Exercise instructions. Which lines of the records contain "impl"? Collect every one of them.

Study material.
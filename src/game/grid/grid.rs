//! Grid storage and map generation.

use rand::Rng;

use crate::config::game::DESTRUCTIBLE_CHANCE;
use crate::game::types::{Cell, Position};

/// Authoritative map, stored row-major as `cells[y][x]`.
#[derive(Debug, Clone, PartialEq)]
pub struct Grid {
    cells: Vec<Vec<Cell>>,
}

impl Grid {
    /// A grid filled with `cell`. Mostly useful to hand-build maps in tests.
    pub fn filled(width: usize, height: usize, cell: Cell) -> Self {
        Self {
            cells: vec![vec![cell; width]; height],
        }
    }

    pub fn width(&self) -> usize {
        self.cells.first().map_or(0, |row| row.len())
    }

    pub fn height(&self) -> usize {
        self.cells.len()
    }

    pub fn contains(&self, pos: Position) -> bool {
        pos.y < self.height() && pos.x < self.width()
    }

    pub fn get(&self, pos: Position) -> Option<Cell> {
        self.cells.get(pos.y).and_then(|row| row.get(pos.x)).copied()
    }

    /// Overwrites a cell. Out-of-bounds writes are ignored.
    pub fn set(&mut self, pos: Position, cell: Cell) {
        if let Some(slot) = self.cells.get_mut(pos.y).and_then(|row| row.get_mut(pos.x)) {
            *slot = cell;
        }
    }

    pub fn is_empty_cell(&self, pos: Position) -> bool {
        self.get(pos) == Some(Cell::Empty)
    }

    /// Numeric rows as sent in `map-data`.
    pub fn codes(&self) -> Vec<Vec<u8>> {
        self.cells
            .iter()
            .map(|row| row.iter().map(|cell| cell.code()).collect())
            .collect()
    }
}

/// The four spawn corners, in allocation order.
pub fn spawn_corners(width: usize, height: usize) -> [Position; 4] {
    let right = width.saturating_sub(2);
    let bottom = height.saturating_sub(2);
    [
        Position::new(1, 1),
        Position::new(right, 1),
        Position::new(1, bottom),
        Position::new(right, bottom),
    ]
}

/// Cells kept clear around each spawn: the corner itself and its two inward neighbours.
pub fn is_spawn_safe_zone(x: usize, y: usize, width: usize, height: usize) -> bool {
    let pos = Position::new(x, y);
    spawn_corners(width, height).iter().any(|corner| {
        let inward_x = if corner.x <= 1 { corner.x + 1 } else { corner.x - 1 };
        let inward_y = if corner.y <= 1 { corner.y + 1 } else { corner.y - 1 };
        pos == *corner
            || pos == Position::new(inward_x, corner.y)
            || pos == Position::new(corner.x, inward_y)
    })
}

/// Generate a fresh map.
///
/// Border cells and the interior checkerboard (even `x`, even `y`) are walls,
/// spawn zones are always empty, and every other cell becomes rubble with
/// probability [`DESTRUCTIBLE_CHANCE`].
pub fn generate_grid(width: usize, height: usize, rng: &mut impl Rng) -> Grid {
    let mut grid = Grid::filled(width, height, Cell::Empty);

    for y in 0..height {
        for x in 0..width {
            let cell = if x == 0 || y == 0 || x + 1 == width || y + 1 == height {
                Cell::Indestructible
            } else if is_spawn_safe_zone(x, y, width, height) {
                Cell::Empty
            } else if x % 2 == 0 && y % 2 == 0 {
                Cell::Indestructible
            } else if rng.random_bool(DESTRUCTIBLE_CHANCE) {
                Cell::Destructible
            } else {
                Cell::Empty
            };
            grid.set(Position::new(x, y), cell);
        }
    }

    grid
}

#[cfg(test)]
mod tests {
    use super::*;
    use crate::config::game::{GRID_HEIGHT, GRID_WIDTH};
    use rand::{SeedableRng, rngs::StdRng};

    #[test]
    fn test_grid_generation_size() {
        let mut rng = StdRng::seed_from_u64(1);
        let grid = generate_grid(GRID_WIDTH, GRID_HEIGHT, &mut rng);
        assert_eq!(grid.width(), GRID_WIDTH);
        assert_eq!(grid.height(), GRID_HEIGHT);
        assert_eq!(grid.codes().len(), GRID_HEIGHT);
    }

    #[test]
    fn test_border_and_spawn_invariants_hold_for_many_seeds() {
        for seed in 0..200 {
            let mut rng = StdRng::seed_from_u64(seed);
            let grid = generate_grid(GRID_WIDTH, GRID_HEIGHT, &mut rng);

            for x in 0..GRID_WIDTH {
                assert_eq!(grid.get(Position::new(x, 0)), Some(Cell::Indestructible));
                assert_eq!(grid.get(Position::new(x, GRID_HEIGHT - 1)), Some(Cell::Indestructible));
            }
            for y in 0..GRID_HEIGHT {
                assert_eq!(grid.get(Position::new(0, y)), Some(Cell::Indestructible));
                assert_eq!(grid.get(Position::new(GRID_WIDTH - 1, y)), Some(Cell::Indestructible));
            }

            let mut safe = 0;
            for y in 0..GRID_HEIGHT {
                for x in 0..GRID_WIDTH {
                    if is_spawn_safe_zone(x, y, GRID_WIDTH, GRID_HEIGHT) {
                        safe += 1;
                        assert_eq!(grid.get(Position::new(x, y)), Some(Cell::Empty), "seed {seed} ({x},{y})");
                    }
                }
            }
            assert_eq!(safe, 12);
        }
    }

    #[test]
    fn test_checkerboard_is_indestructible() {
        let mut rng = StdRng::seed_from_u64(9);
        let grid = generate_grid(GRID_WIDTH, GRID_HEIGHT, &mut rng);
        for y in (2..GRID_HEIGHT - 1).step_by(2) {
            for x in (2..GRID_WIDTH - 1).step_by(2) {
                assert_eq!(grid.get(Position::new(x, y)), Some(Cell::Indestructible));
            }
        }
    }

    #[test]
    fn test_spawn_corners_are_inside_the_safe_zone() {
        for corner in spawn_corners(GRID_WIDTH, GRID_HEIGHT) {
            assert!(is_spawn_safe_zone(corner.x, corner.y, GRID_WIDTH, GRID_HEIGHT));
        }
        assert_eq!(spawn_corners(GRID_WIDTH, GRID_HEIGHT)[3], Position::new(13, 11));
    }

    #[test]
    fn test_regeneration_produces_rubble() {
        let mut rng = StdRng::seed_from_u64(3);
        let grid = generate_grid(GRID_WIDTH, GRID_HEIGHT, &mut rng);
        let rubble = grid.codes().iter().flatten().filter(|&&c| c == 1).count();
        assert!(rubble > 0);
    }

    #[test]
    fn test_set_out_of_bounds_is_ignored() {
        let mut grid = Grid::filled(3, 3, Cell::Empty);
        grid.set(Position::new(5, 5), Cell::Destructible);
        assert_eq!(grid.get(Position::new(5, 5)), None);
        assert!(!grid.contains(Position::new(3, 0)));
    }
}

Result of the task.
impl Grid {
pub fn generate_grid(width: usize, height: usize, rng: &mut impl Rng) -> Grid {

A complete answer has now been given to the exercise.